Some herbs promote sleep. Place chamomile or lavender—either a plant or some dried herb—next to the bed. Consider adding other plants to the environment, too. Plants give off oxygen and can help you relax. Remove any paper, bills and calendars from your immediate sleeping area. It is best not to store files in the bedroom. Keep the room very dark; add black–out curtains to the windows if necessary. Place "sleepy" art in the room, pictures of a sleepy town, sleeping cats, restful scenes and quiet interiors.
Also, too many electronics can disturb sleep, even if you are not using them. Remove excess electronics such as the television, computer and stereo, etc., from the bedroom. Watching too much television is like getting a restless sleep. It gives your body and mind nothing it really needs. So if you really have trouble sleeping, give up the television for a few days and try reading; see if your sleep improves.

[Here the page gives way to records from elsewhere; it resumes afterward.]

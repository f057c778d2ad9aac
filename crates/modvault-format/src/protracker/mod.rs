//! ProTracker (MOD) modules.
//!
//! # Layout
//!
//! | offset | size | field |
//! |---|---|---|
//! | 0 | 20 | title |
//! | 20 | 31 x 30 | sample records |
//! | 950 | 1 | song length |
//! | 951 | 1 | restart position |
//! | 952 | 128 | sequence (order) table |
//! | 1080 | 4 | magic number, optional |
//! | 1084 | patterns x 64 x channels x 4 | pattern data |
//! | ... | | sample PCM, back to back |
//!
//! Sample lengths and loop points are stored as big-endian word counts.

mod decode;
mod writer;

#[cfg(test)]
mod tests;

pub use writer::{ModSampleRecord, ModWriter};

use crate::error::{ModuleError, Result};
use crate::pattern::Pattern;
use crate::module::Sample;

/// Title field width.
pub const TITLE_LEN: usize = 20;
/// Number of sample records in a 31-sample module.
pub const NUM_SAMPLES: usize = 31;
/// Size of one sample record.
pub const SAMPLE_RECORD_LEN: usize = 30;
/// Sample name field width.
pub const SAMPLE_NAME_LEN: usize = 22;
/// Sequence table entries.
pub const SEQUENCE_LEN: usize = 128;
/// Offset of the magic number when present.
pub const MAGIC_OFFSET: usize = TITLE_LEN + NUM_SAMPLES * SAMPLE_RECORD_LEN + 2 + SEQUENCE_LEN;

/// Channel count implied by a magic number, or `None` if it is not one.
pub fn channels_for_magic(magic: &[u8; 4]) -> Option<usize> {
    match magic {
        b"M.K." | b"FLT4" | b"M!K!" => Some(4),
        b"6CHN" => Some(6),
        b"8CHN" | b"FLT8" => Some(8),
        _ => None,
    }
}

/// Magic number written for a channel count.
pub fn magic_for_channels(channels: usize) -> Option<&'static [u8; 4]> {
    match channels {
        4 => Some(b"M.K."),
        6 => Some(b"6CHN"),
        8 => Some(b"8CHN"),
        _ => None,
    }
}

/// ProTracker sample record fields. Loop points are in words, as stored.
#[derive(Debug, Clone, Copy, Default, PartialEq, Eq)]
pub struct PtSampleInfo {
    /// Finetune nibble (signed 4-bit in the low nibble).
    pub finetune: u8,
    /// Volume 0-64.
    pub volume: u8,
    /// Loop start in words.
    pub repeat_offset: u16,
    /// Loop length in words.
    pub repeat_length: u16,
}

/// A decoded ProTracker module.
#[derive(Debug, Clone)]
pub struct ProTrackerModule {
    pub(crate) title: String,
    pub(crate) song_length: u8,
    pub(crate) restart_position: u8,
    pub(crate) sequence_table: [u8; SEQUENCE_LEN],
    pub(crate) magic: Option<[u8; 4]>,
    pub(crate) num_channels: usize,
    pub(crate) patterns: Vec<Pattern>,
    pub(crate) samples: Vec<Sample>,
}

impl ProTrackerModule {
    pub fn title(&self) -> &str {
        &self.title
    }

    pub fn song_length(&self) -> u8 {
        self.song_length
    }

    pub fn restart_position(&self) -> u8 {
        self.restart_position
    }

    /// The full 128-entry sequence table.
    pub fn sequence_table(&self) -> &[u8; SEQUENCE_LEN] {
        &self.sequence_table
    }

    /// The played order: the first `song_length` sequence entries.
    pub fn order(&self) -> &[u8] {
        let len = (self.song_length as usize).min(SEQUENCE_LEN);
        &self.sequence_table[..len]
    }

    /// Magic number, or `None` when the file has none.
    pub fn magic(&self) -> Option<&[u8; 4]> {
        self.magic.as_ref()
    }

    pub fn num_channels(&self) -> usize {
        self.num_channels
    }

    /// Number of patterns: the highest sequence entry plus one.
    ///
    /// The whole table is scanned, not just the first `song_length` entries,
    /// so stray values in unused slots raise the count.
    pub fn pattern_count(&self) -> usize {
        pattern_count_for(&self.sequence_table)
    }

    pub fn patterns(&self) -> &[Pattern] {
        &self.patterns
    }

    pub fn pattern(&self, index: usize) -> Result<&Pattern> {
        self.patterns
            .get(index)
            .ok_or_else(|| ModuleError::out_of_range("pattern", index, self.patterns.len()))
    }

    /// All 31 sample slots, including empty ones.
    pub fn samples(&self) -> &[Sample] {
        &self.samples
    }

    pub fn sample(&self, index: usize) -> Result<&Sample> {
        self.samples
            .get(index)
            .ok_or_else(|| ModuleError::out_of_range("sample", index, self.samples.len()))
    }
}

pub(crate) fn pattern_count_for(sequence_table: &[u8]) -> usize {
    sequence_table.iter().copied().max().unwrap_or(0) as usize + 1
}
//! modvault CLI - Command-line interface for tracker module inspection
//!
//! This binary provides commands for inspecting MOD, S3M, XM and IT modules,
//! dumping their samples, and converting ProTracker modules to and from JSON.

use clap::{Parser, Subcommand};
use std::process::ExitCode;
use tracing_subscriber::EnvFilter;

// Use modules from the library crate
use modvault_cli::commands;

/// modvault - Tracker module decoder and ProTracker document converter
#[derive(Parser)]
#[command(name = "modvault")]
#[command(author, version, about, long_about = None)]
#[command(propagate_version = true)]
struct Cli {
    /// Log decoder details to stderr (overrides RUST_LOG)
    #[arg(short, long, global = true)]
    verbose: bool,

    #[command(subcommand)]
    command: Commands,
}

#[derive(Subcommand)]
enum Commands {
    /// Print format, title, patterns, samples and instruments of a module
    Info {
        /// Path to the module file (MOD, S3M, XM, IT, or a zip holding one)
        #[arg(short, long)]
        input: String,

        /// Output machine-readable JSON (no colored output)
        #[arg(long)]
        json: bool,
    },

    /// Write every non-empty sample's PCM to NN-name.raw
    Samples {
        /// Path to the module file
        #[arg(short, long)]
        input: String,

        /// Directory receiving the raw sample files
        #[arg(short, long)]
        out_dir: String,
    },

    /// Export a module as a JSON document
    Export {
        /// Path to the module file
        #[arg(short, long)]
        input: String,

        /// Output file path (default: stdout)
        #[arg(short, long)]
        output: Option<String>,

        /// Pretty-print the output JSON
        #[arg(short, long)]
        pretty: bool,
    },

    /// Rebuild a ProTracker module from a JSON document
    Import {
        /// Path to the JSON document
        #[arg(short, long)]
        doc: String,

        /// Path of the MOD file to write
        #[arg(short, long)]
        output: String,
    },

    /// Recursively load every module file under a directory
    Scan {
        /// Directory to scan
        #[arg(short, long, env = "MODVAULT_SCAN_DIR")]
        dir: String,

        /// Output machine-readable JSON (no colored output)
        #[arg(long)]
        json: bool,
    },
}

/// Log to stderr so stdout stays machine-readable.
fn init_logging(verbose: bool) {
    let filter = if verbose {
        EnvFilter::new("debug")
    } else {
        EnvFilter::try_from_default_env().unwrap_or_else(|_| EnvFilter::new("warn"))
    };
    tracing_subscriber::fmt()
        .with_env_filter(filter)
        .with_writer(std::io::stderr)
        .with_target(false)
        .init();
}

fn main() -> ExitCode {
    let cli = Cli::parse();
    init_logging(cli.verbose);

    let result = match cli.command {
        Commands::Info { input, json } => commands::info::run(&input, json),
        Commands::Samples { input, out_dir } => commands::samples::run(&input, &out_dir),
        Commands::Export {
            input,
            output,
            pretty,
        } => commands::export::run(&input, output.as_deref(), pretty),
        Commands::Import { doc, output } => commands::import::run(&doc, &output),
        Commands::Scan { dir, json } => commands::scan::run(&dir, json),
    };

    match result {
        Ok(code) => code,
        Err(e) => {
            eprintln!("{}: {:#}", colored::Colorize::red("error"), e);
            ExitCode::from(1)
        }
    }
}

When you are recovering from an illness, it is best to decorate the room with colors that promote health and healing and ones that keep you grounded (that is, conscious of your body and your surroundings in the present moment). Avoid pinks and purples in the bedroom at such times, and choose greens, browns, tans and other earth tones. If you cannot change your wall color, at least change the bedspread and sheets. Plants promote wellness. If the room is too dark for live plants, consider silk ones. Plants are symbols of good health.
Decorate the walls with lively pictures of children playing, happy people and wonderful places you want to visit. Choose rich landscapes, travel posters and maps. Place your remedies and treatments or medicines in a convenient drawer out of sight unless it is time to take them. Only leave medical equipment in clear sight if you must use it constantly. Clear the air and Qi every few days using incense, essential oils or by opening the window for a good airing (weather permitting). Use a fan occasionally to help the Qi and the air circulate.

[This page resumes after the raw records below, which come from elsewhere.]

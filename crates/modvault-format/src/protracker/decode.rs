//! ProTracker decoder.

use tracing::{debug, trace};

use super::{
    channels_for_magic, pattern_count_for, ProTrackerModule, PtSampleInfo, NUM_SAMPLES,
    SAMPLE_NAME_LEN, SEQUENCE_LEN, TITLE_LEN,
};
use crate::error::Result;
use crate::module::{Sample, SampleInfo};
use crate::note::{Note, NOTE_SIZE};
use crate::pattern::{Pattern, Row, PROTRACKER_ROWS};
use crate::reader::ByteReader;

/// Sample record before its PCM has been located.
struct SampleRecord {
    name: String,
    length_words: u16,
    info: PtSampleInfo,
}

impl ProTrackerModule {
    /// Decode a ProTracker module from raw bytes.
    pub fn decode(data: &[u8]) -> Result<Self> {
        let mut reader = ByteReader::new(data);

        let title = reader.read_string(TITLE_LEN)?;

        let mut records = Vec::with_capacity(NUM_SAMPLES);
        for _ in 0..NUM_SAMPLES {
            records.push(read_sample_record(&mut reader)?);
        }

        let song_length = reader.read_u8()?;
        let restart_position = reader.read_u8()?;
        let sequence_table: [u8; SEQUENCE_LEN] = reader.read_array()?;

        let magic: [u8; 4] = reader.read_array()?;
        let (num_channels, magic) = match channels_for_magic(&magic) {
            Some(channels) => (channels, Some(magic)),
            None => {
                // No magic number: those four bytes already belong to pattern 0.
                reader.rewind(4);
                (4, None)
            }
        };

        let num_patterns = pattern_count_for(&sequence_table);
        debug!(
            num_patterns,
            num_channels,
            offset = reader.position(),
            "reading ProTracker patterns"
        );

        let mut patterns = Vec::with_capacity(num_patterns);
        for _ in 0..num_patterns {
            patterns.push(read_pattern(&mut reader, num_channels)?);
        }

        let mut samples = Vec::with_capacity(NUM_SAMPLES);
        for record in records {
            let length = record.length_words as usize * 2;
            trace!(name = %record.name, offset = reader.position(), length, "reading sample");
            let pcm = reader.read_bytes(length)?;
            samples.push(Sample {
                name: record.name,
                filename: None,
                length: length as u32,
                data: pcm.to_vec(),
                info: SampleInfo::ProTracker(record.info),
            });
        }

        debug!(
            offset = reader.position(),
            length = reader.len(),
            "done loading ProTracker module"
        );

        Ok(Self {
            title,
            song_length,
            restart_position,
            sequence_table,
            magic,
            num_channels,
            patterns,
            samples,
        })
    }
}

fn read_sample_record(reader: &mut ByteReader<'_>) -> Result<SampleRecord> {
    let name = reader.read_string(SAMPLE_NAME_LEN)?;
    let length_words = reader.read_u16_be()?;
    let finetune = reader.read_u8()?;
    let volume = reader.read_u8()?;
    let repeat_offset = reader.read_u16_be()?;
    let repeat_length = reader.read_u16_be()?;
    Ok(SampleRecord {
        name,
        length_words,
        info: PtSampleInfo {
            finetune,
            volume,
            repeat_offset,
            repeat_length,
        },
    })
}

fn read_pattern(reader: &mut ByteReader<'_>, num_channels: usize) -> Result<Pattern> {
    let mut pattern = Pattern::new(PROTRACKER_ROWS, num_channels);
    for row_index in 0..PROTRACKER_ROWS {
        let mut row = Row::empty(num_channels);
        for note in row.notes.iter_mut() {
            *note = Note::decode(reader.read_array::<NOTE_SIZE>()?);
        }
        pattern.set_row(row_index, &row)?;
    }
    Ok(pattern)
}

1. If you want to move and are unable to find the means or the energy to do so, move your bed away from all walls in the bedroom. Allowing the bed to "float" in the room energetically removes the support you have been receiving from your current residence and allows (or requires) you to become more independent of your immediate circumstances. You will no longer feel attached to the house and therefore it will become easier for you to move.
2. If you would like to become pregnant (or to have children), it is considered unwise to clean under the bed. Feng Shui lore dictates that the soul of the baby visits his or her mother–to–be and that if you clean under your bed you may frighten the baby away. Likewise, no furniture should be moved in the bedroom of a woman who is pregnant—this again so as not to frighten away the soul of the baby.
3. An individual’s bedroom should not be visible from the front door. When your bed can be seen by visitors they can come to feel "intimate" with you much too quickly and may therefore take liberties they would otherwise not have dared to take. You may find that people ask for favors and expect special treatment from you very soon after you have met them. In matters of the heart, you will attract relationships that become physically intimate quickly (which may or may not be a good thing).
4. Feng Shui lore tells of an ancient cure for backaches: place a piece of chalk under the exact spot where the afflicted person sleeps. This is said to alleviate the back pain. (Well, it certainly couldn’t hurt!)
5. Just one more thought…the master bedroom is for the master(s) of the house. Whoever sleeps in that bedroom will control the household—even if that individual is a child. There are no exceptions to this rule. You may think that because of the size or the location of the room within the house that it is more suitable for the twins or your visiting mother–in–law, but heed this warning: the person who sleeps/resides in the master bedroom rules the house.